Exercise data.
use std::time::Duration;

use confluence_core::CHUNK_SIZE;
use confluence_services::{AlignmentError, PeerState, RelayError};
use tokio::io::AsyncReadExt;

use crate::*;

/// An unreachable peer is isolated; the others still align and play.
#[tokio::test]
async fn test_unreachable_peer_is_isolated() {
    let a = spawn_peer(prefixed_stream(b"AAAAAAAAAA", 4)).await.unwrap();
    let dead = dead_peer().await.unwrap();
    let b = spawn_peer(prefixed_stream(b"BBBBB", 4)).await.unwrap();

    let relay = start_relay(test_config(10, 4), endpoints(&[a, dead, b]).unwrap()).unwrap();
    let mut player = connect_player(relay.player_addr).await.unwrap();

    let mut chunks = read_chunks(&mut player, 3).await.unwrap();
    chunks.sort();
    assert_eq!(chunks, vec![hello_chunk(1), hello_chunk(2), hello_chunk(3)]);
    assert_eq!(relay.peers.get(&1).unwrap().state, PeerState::Failed);
    assert_eq!(relay.peers.get(&2).unwrap().state, PeerState::Streaming);

    relay.shutdown.send(()).unwrap();
    relay.handle.await.unwrap().unwrap();
}

/// A peer whose content never matches the reference is reported and the
/// gate stays shut when it leaves too few peers.
#[tokio::test]
async fn test_unalignable_peer_fails_alignment() {
    let a = spawn_peer(prefixed_stream(b"AAAAAAAAAA", 4)).await.unwrap();
    let junk = spawn_peer(vec![0u8; 4 * CHUNK_SIZE]).await.unwrap();

    let relay = start_relay(test_config(10, 4), endpoints(&[a, junk]).unwrap()).unwrap();
    let mut player = connect_player(relay.player_addr).await.unwrap();

    let result = tokio::time::timeout(Duration::from_secs(10), relay.handle)
        .await
        .expect("relay should give up")
        .unwrap();
    match result {
        Err(RelayError::Alignment(AlignmentError::InsufficientPeers { failures, .. })) => {
            assert_eq!(failures.len(), 1);
            assert_eq!(failures[0].0, 1);
        }
        other => panic!("expected alignment failure, got {other:?}"),
    }
    assert!(!relay.gate.is_open());

    // The player connection is closed without any payload.
    let mut rest = Vec::new();
    player.read_to_end(&mut rest).await.unwrap();
    assert!(rest.is_empty());
}

/// A player that disconnects ends the relay and stops the ingestors.
#[tokio::test]
async fn test_player_disconnect_stops_relay() {
    let a = spawn_peer(prefixed_stream(b"", 256)).await.unwrap();
    let relay = start_relay(test_config(0, 4), endpoints(&[a]).unwrap()).unwrap();
    let player = connect_player(relay.player_addr).await.unwrap();
    drop(player);

    let result = tokio::time::timeout(Duration::from_secs(10), relay.handle)
        .await
        .expect("relay should stop")
        .unwrap();
    assert!(matches!(result, Err(RelayError::Playout(_))));
}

Exercise details.
When the line with "relay.handle.await.unwrap().unwrap();" is reached in the data above, start copying there, and copy each line exactly until the line with "4), endpoints(&[a, junk]).unwrap()).unwrap();" has been copied; copy nothing else.

Solution for this exercise.
    relay.handle.await.unwrap().unwrap();
}

/// A peer whose content never matches the reference is reported and the
/// gate stays shut when it leaves too few peers.
#[tokio::test]
async fn test_unalignable_peer_fails_alignment() {
    let a = spawn_peer(prefixed_stream(b"AAAAAAAAAA", 4)).await.unwrap();
    let junk = spawn_peer(vec![0u8; 4 * CHUNK_SIZE]).await.unwrap();

    let relay = start_relay(test_config(10, 4), endpoints(&[a, junk]).unwrap()).unwrap();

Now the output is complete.